I was in Gabriel’s car.
Gabriel.
I twisted, calling his name. He was there, slumped onto the roof.
“Gabriel?”
No answer.
I reached over and nudged his shoulder. “Gabriel!”
Still nothing. That’s when I scrambled to get free again, caution be damned. I got halfway out of my belt before I found the release. I hit it and fell, knocking my head hard on the roof.
I twisted and writhed, hearing my shirt rip as it caught. My skin ripped, too, warm blood welling up on my arm. I ignored it and got myself right side up, crouched there between the seat and the roof.
I could reach Gabriel, but he was doubled forward. I couldn’t see his face. I couldn’t get to his neck or wrist to check for a pulse. The solid wall of his shirt blocked me.

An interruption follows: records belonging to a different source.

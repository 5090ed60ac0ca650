//! Notifying ordered containers.
//!
//! - [`EList`]: index-addressable sequence with positional move
//! - [`EMap`]: key-unique, position-ordered map with the same move semantics
//!
//! Generic graph-walking code tells the two apart by capability, not by type:
//! anything exposing [`MoveTo`] is list-like ([`is_elist`]), and anything that
//! additionally exposes [`PutEntry`] is map-like ([`is_emap`]). Containers from
//! other crates take part by implementing [`Capabilities`].

mod list;
mod map;

pub use list::EList;
pub use map::EMap;

use crate::error::ListError;
use crate::model::Value;

/// Positional reordering.
pub trait MoveTo {
    /// Moves the element at `old_index` to `new_index` in one step.
    fn move_to(&mut self, new_index: usize, old_index: usize) -> Result<(), ListError>;
}

/// Keyed insertion with dynamic keys and values.
pub trait PutEntry {
    /// Inserts or replaces the entry for `key`, returning the previous value.
    fn put_entry(&mut self, key: Value, value: Value) -> Result<Option<Value>, ListError>;
}

/// Capability discovery for values that may be containers.
///
/// Every method defaults to "not supported", so plain values implement this
/// with an empty `impl`.
pub trait Capabilities {
    fn as_move_to(&self) -> Option<&dyn MoveTo> {
        None
    }

    fn as_move_to_mut(&mut self) -> Option<&mut dyn MoveTo> {
        None
    }

    fn as_put_entry(&self) -> Option<&dyn PutEntry> {
        None
    }

    fn as_put_entry_mut(&mut self) -> Option<&mut dyn PutEntry> {
        None
    }
}

/// Returns true if `candidate` exposes the list capability (`move_to`).
pub fn is_elist<C: Capabilities + ?Sized>(candidate: &C) -> bool {
    candidate.as_move_to().is_some()
}

/// Returns true if `candidate` exposes both `move_to` and `put_entry`.
pub fn is_emap<C: Capabilities + ?Sized>(candidate: &C) -> bool {
    candidate.as_move_to().is_some() && candidate.as_put_entry().is_some()
}

impl Capabilities for Value {}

I backed out through the driver’s window. It was shattered, the remaining safety glass crumbling when I went through. As I pushed myself out, I could see the driver’s door was bashed in. We’d been hit. That’s why the side air bag deployed. Someone had hit us. Pushed the car over the embankment.

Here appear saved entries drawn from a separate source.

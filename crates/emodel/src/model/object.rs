//! Reflective objects.

use std::sync::Arc;

use uuid::Uuid;

use crate::collections::{Capabilities, EList, EMap, MoveTo, PutEntry};
use crate::error::{ListError, ModelError};
use crate::model::{EClass, FeatureKind, Multiplicity, ObjectId, Value};
use crate::notify::{Channel, EventType, Listener, ListenerId, Notification, NotifierId, Payload};

/// Storage for one feature of an object.
#[derive(Debug, Clone, PartialEq)]
pub enum Slot {
    Single(Option<Value>),
    List(EList<Value>),
    Map(EMap<String, Value>),
}

impl Slot {
    pub fn as_list(&self) -> Option<&EList<Value>> {
        match self {
            Slot::List(list) => Some(list),
            _ => None,
        }
    }

    pub fn as_map(&self) -> Option<&EMap<String, Value>> {
        match self {
            Slot::Map(map) => Some(map),
            _ => None,
        }
    }

    pub fn as_single(&self) -> Option<&Value> {
        match self {
            Slot::Single(value) => value.as_ref(),
            _ => None,
        }
    }

    /// Returns true if the slot holds at least one value.
    pub fn is_set(&self) -> bool {
        match self {
            Slot::Single(value) => value.is_some(),
            Slot::List(list) => !list.is_empty(),
            Slot::Map(map) => !map.is_empty(),
        }
    }

    /// Every value in the slot, in order. Map entries yield their values.
    pub fn values(&self) -> Box<dyn Iterator<Item = &Value> + '_> {
        match self {
            Slot::Single(value) => Box::new(value.iter()),
            Slot::List(list) => Box::new(list.iter()),
            Slot::Map(map) => Box::new(map.values()),
        }
    }
}

impl Capabilities for Slot {
    fn as_move_to(&self) -> Option<&dyn MoveTo> {
        match self {
            Slot::Single(_) => None,
            Slot::List(list) => list.as_move_to(),
            Slot::Map(map) => map.as_move_to(),
        }
    }

    fn as_move_to_mut(&mut self) -> Option<&mut dyn MoveTo> {
        match self {
            Slot::Single(_) => None,
            Slot::List(list) => list.as_move_to_mut(),
            Slot::Map(map) => map.as_move_to_mut(),
        }
    }

    fn as_put_entry(&self) -> Option<&dyn PutEntry> {
        match self {
            Slot::Map(map) => map.as_put_entry(),
            _ => None,
        }
    }

    fn as_put_entry_mut(&mut self) -> Option<&mut dyn PutEntry> {
        match self {
            Slot::Map(map) => map.as_put_entry_mut(),
            _ => None,
        }
    }
}

/// An instance of an [`EClass`], owned by a [`Resource`](crate::model::Resource).
///
/// List and map features share the object's channel, so a listener attached
/// to the object sees changes to every feature.
#[derive(Debug)]
pub struct EObject {
    id: ObjectId,
    uuid: Uuid,
    class: Arc<EClass>,
    slots: Vec<Slot>,
    channel: Channel,
}

impl EObject {
    pub(crate) fn new(id: ObjectId, uuid: Uuid, class: Arc<EClass>, upstream: &Channel) -> Self {
        let channel = Channel::with_upstream(NotifierId::Object(id), upstream);
        let slots = class
            .features()
            .iter()
            .map(|f| match f.multiplicity() {
                Multiplicity::One => Slot::Single(None),
                Multiplicity::Many => {
                    Slot::List(EList::bound(channel.clone(), f.name_arc(), f.is_unique()))
                }
                Multiplicity::Map => Slot::Map(EMap::bound(channel.clone(), f.name_arc())),
            })
            .collect();
        Self {
            id,
            uuid,
            class,
            slots,
            channel,
        }
    }

    pub fn id(&self) -> ObjectId {
        self.id
    }

    pub fn uuid(&self) -> Uuid {
        self.uuid
    }

    pub fn class(&self) -> &Arc<EClass> {
        &self.class
    }

    pub fn slots(&self) -> &[Slot] {
        &self.slots
    }

    pub fn slot(&self, index: usize) -> Option<&Slot> {
        self.slots.get(index)
    }

    pub(crate) fn slot_mut(&mut self, index: usize) -> Option<&mut Slot> {
        self.slots.get_mut(index)
    }

    pub fn channel(&self) -> &Channel {
        &self.channel
    }

    pub fn attach(&self, listener: Arc<dyn Listener>) -> ListenerId {
        self.channel.attach(listener)
    }

    pub fn detach(&self, id: ListenerId) -> bool {
        self.channel.detach(id)
    }

    fn feature_index(&self, name: &str) -> Result<usize, ModelError> {
        self.class
            .feature_index(name)
            .ok_or_else(|| ModelError::UnknownFeature {
                class: self.class.name().to_string(),
                feature: name.to_string(),
            })
    }

    /// Value of a single-valued feature.
    pub fn get(&self, feature: &str) -> Result<Option<&Value>, ModelError> {
        match &self.slots[self.feature_index(feature)?] {
            Slot::Single(value) => Ok(value.as_ref()),
            _ => Err(ModelError::NotSingleValued {
                feature: feature.to_string(),
            }),
        }
    }

    /// Returns true if the feature holds a value (non-empty for lists and maps).
    pub fn is_set(&self, feature: &str) -> Result<bool, ModelError> {
        Ok(self.slots[self.feature_index(feature)?].is_set())
    }

    /// Sets a single-valued feature, returning the previous value. Emits SET.
    pub fn set(&mut self, feature: &str, value: impl Into<Value>) -> Result<Option<Value>, ModelError> {
        let index = self.feature_index(feature)?;
        self.set_at(index, value.into())
    }

    pub(crate) fn set_at(&mut self, index: usize, value: Value) -> Result<Option<Value>, ModelError> {
        let feature = &self.class.features()[index];
        if feature.holds_objects() && !matches!(value, Value::Object(_) | Value::Proxy(_)) {
            return Err(ListError::TypeMismatch {
                expected: "object",
                found: value.kind_name(),
            }
            .into());
        }
        let name = feature.name_arc();
        let Slot::Single(slot) = &mut self.slots[index] else {
            return Err(ModelError::NotSingleValued {
                feature: name.to_string(),
            });
        };

        let new_payload = self
            .channel
            .is_notification_required()
            .then(|| Payload::One(value.clone()));
        let old = slot.replace(value);
        if let Some(new_value) = new_payload {
            let old_value = old.clone().map_or(Payload::None, Payload::One);
            self.emit(EventType::Set, name, old_value, new_value, None);
        }
        Ok(old)
    }

    /// Clears a feature, returning the previous single value.
    ///
    /// A single-valued feature emits UNSET (also when it was already unset);
    /// a list or map is cleared and emits REMOVE_MANY.
    pub fn unset(&mut self, feature: &str) -> Result<Option<Value>, ModelError> {
        let index = self.feature_index(feature)?;
        let name = self.class.features()[index].name_arc();
        match &mut self.slots[index] {
            Slot::Single(slot) => {
                let old = slot.take();
                if self.channel.is_notification_required() {
                    let old_value = old.clone().map_or(Payload::None, Payload::One);
                    self.emit(EventType::Unset, name, old_value, Payload::None, None);
                }
                Ok(old)
            }
            Slot::List(list) => {
                list.clear();
                Ok(None)
            }
            Slot::Map(map) => {
                map.clear();
                Ok(None)
            }
        }
    }

    pub fn list(&self, feature: &str) -> Result<&EList<Value>, ModelError> {
        match &self.slots[self.feature_index(feature)?] {
            Slot::List(list) => Ok(list),
            _ => Err(ModelError::NotMany {
                feature: feature.to_string(),
            }),
        }
    }

    pub fn list_mut(&mut self, feature: &str) -> Result<&mut EList<Value>, ModelError> {
        let index = self.feature_index(feature)?;
        match &mut self.slots[index] {
            Slot::List(list) => Ok(list),
            _ => Err(ModelError::NotMany {
                feature: feature.to_string(),
            }),
        }
    }

    pub fn map(&self, feature: &str) -> Result<&EMap<String, Value>, ModelError> {
        match &self.slots[self.feature_index(feature)?] {
            Slot::Map(map) => Ok(map),
            _ => Err(ModelError::NotMap {
                feature: feature.to_string(),
            }),
        }
    }

    pub fn map_mut(&mut self, feature: &str) -> Result<&mut EMap<String, Value>, ModelError> {
        let index = self.feature_index(feature)?;
        match &mut self.slots[index] {
            Slot::Map(map) => Ok(map),
            _ => Err(ModelError::NotMap {
                feature: feature.to_string(),
            }),
        }
    }

    /// Replaces every proxy in this object with the object `lookup` returns for
    /// its UUID. Emits one RESOLVE per replaced proxy and returns their count.
    pub(crate) fn resolve_proxies(
        &mut self,
        lookup: impl Fn(Uuid) -> Option<ObjectId>,
    ) -> Result<usize, ModelError> {
        let mut resolved = 0;
        for index in 0..self.slots.len() {
            let feature = self.class.features()[index].name_arc();
            let unresolved = |target: Uuid| ModelError::UnresolvedProxy {
                object: self.uuid,
                feature: feature.to_string(),
                target,
            };

            let pending: Vec<(usize, Uuid)> = self.slots[index]
                .values()
                .enumerate()
                .filter_map(|(i, v)| match v {
                    Value::Proxy(uuid) => Some((i, *uuid)),
                    _ => None,
                })
                .collect();

            for (position, target) in pending {
                let id = lookup(target).ok_or_else(|| unresolved(target))?;
                match &mut self.slots[index] {
                    Slot::Single(slot) => {
                        let old = slot.replace(Value::Object(id));
                        if self.channel.is_notification_required() {
                            let old_value = old.map_or(Payload::None, Payload::One);
                            self.emit(
                                EventType::Resolve,
                                feature.clone(),
                                old_value,
                                Payload::One(Value::Object(id)),
                                None,
                            );
                        }
                    }
                    Slot::List(list) => list.resolve_at(position, Value::Object(id))?,
                    Slot::Map(map) => map.resolve_value_at(position, Value::Object(id))?,
                }
                resolved += 1;
            }
        }
        Ok(resolved)
    }

    /// Returns true if any slot still holds a proxy.
    pub fn has_proxies(&self) -> bool {
        self.slots
            .iter()
            .any(|slot| slot.values().any(Value::is_proxy))
    }

    pub(crate) fn feature_kind(&self, index: usize) -> FeatureKind {
        self.class.features()[index].kind()
    }

    fn emit(
        &self,
        kind: EventType,
        feature: Arc<str>,
        old_value: Payload,
        new_value: Payload,
        position: Option<usize>,
    ) {
        let notification = Notification::new(
            kind,
            self.channel.notifier(),
            Some(feature),
            old_value,
            new_value,
            position,
        );
        self.channel.notify(&notification);
    }
}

I craned to look up the gully. It was only about a thirty-foot drop, but nearly perpendicular. The top was clear. No sign of another vehicle. No sign of a passerby who’d witnessed the accident. There’d been no one else on the damned road. So where had the other car been—? A billboard. There were several along this stretch.
Had someone been lying in wait?
Was I really trying to figure that out while Gabriel lay in a car wreck?
His window had smashed, too, on the roll down the gully. I swiped out the remaining glass and shoved my head and shoulders through. Gabriel’s head hung down, but I could see his face from this angle. There was a moment there when I don’t think he was breathing. Then it came, that faint rasp, and when I pressed my hand to his neck, his pulse was strong.
He’d laid his jacket in the back before we set off, and there were only a few drops of blood on his white shirt. I searched for the source. A wound on his head.
As much as I wanted to get him out of there, I knew better than to move him, in case there was spinal damage. It seemed as if he was only hunched awkwardly—his height not accommodating the crushed roof—but I wasn’t taking any chances. I backed out. That’s when I saw the smoke.
The engine was on fire, wisps of smoke snaking from under the hood. There are a half-dozen flammable things in an engine. While they’re well contained, they aren’t meant to withstand a serious crash and a rollover landing. And the barrier between the engine and the passengers isn’t good enough to hold off fire for long.